[Records from a dataset]
═══
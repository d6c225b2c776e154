use std::net::Ipv4Addr;
use tracing::{debug, warn};

use crate::classify::Glue;
use crate::iterative::Stage;
use crate::journey::{Action, Journey};
use crate::stub::HostLookup;

/// Addresses found for a referral's nameservers.
#[derive(Debug, Default, Clone, PartialEq, Eq)]
pub struct ResolvedNameservers {
    /// In the order of the NS names they came from, without duplicates
    pub addrs: Vec<Ipv4Addr>,
    /// NS names that produced no address
    pub failed: Vec<String>,
}

/// Turn NS hostnames into addresses, one independent lookup per name.
///
/// A name that cannot be resolved is reported and skipped. With `use_glue`,
/// a name that has glue in `glue` takes the glue address and is not looked
/// up at all.
pub async fn resolve_hostnames<L: HostLookup>(
    ns_names: &[String],
    glue: &[Glue],
    use_glue: bool,
    lookup: &L,
    stage: Stage,
    journey: &mut Journey,
) -> ResolvedNameservers {
    let mut resolved = ResolvedNameservers::default();

    for ns in ns_names {
        if use_glue {
            if let Some(g) = glue.iter().find(|g| g.name.eq_ignore_ascii_case(ns)) {
                journey.add_step(
                    stage,
                    Action::NsResolved,
                    format!("{} {} glue", ns, g.addr),
                    format!("Resolved {} -> {} [Additional Section]", ns, g.addr),
                );
                push_unique(&mut resolved.addrs, g.addr);
                continue;
            }
        }

        match lookup.lookup_a(ns).await {
            Ok(addrs) => match addrs.first() {
                Some(&addr) => {
                    debug!("{} has {} address(es), using {}", ns, addrs.len(), addr);
                    journey.add_step(stage, Action::NsResolved, format!("{} {}", ns, addr), format!("Resolved {} -> {}", ns, addr));
                    push_unique(&mut resolved.addrs, addr);
                }
                None => {
                    journey.add_step(stage, Action::NsFailed, ns.clone(), format!("[ERROR] Failed to resolve {}", ns));
                    resolved.failed.push(ns.clone());
                }
            },
            Err(e) => {
                warn!("Nameserver {} did not resolve: {}", ns, e);
                journey.add_step(
                    stage,
                    Action::NsFailed,
                    format!("{}: {}", ns, e),
                    format!("[ERROR] Failed to resolve {}: {}", ns, e),
                );
                resolved.failed.push(ns.clone());
            }
        }
    }

    resolved
}

fn push_unique(addrs: &mut Vec<Ipv4Addr>, addr: Ipv4Addr) {
    if !addrs.contains(&addr) {
        addrs.push(addr);
    }
}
═══
Look through the data above and report every line in which "Some" appears.

Answer section —
            if let Some(g) = glue.iter().find(|g| g.name.eq_ignore_ascii_case(ns)) {
                Some(&addr) => {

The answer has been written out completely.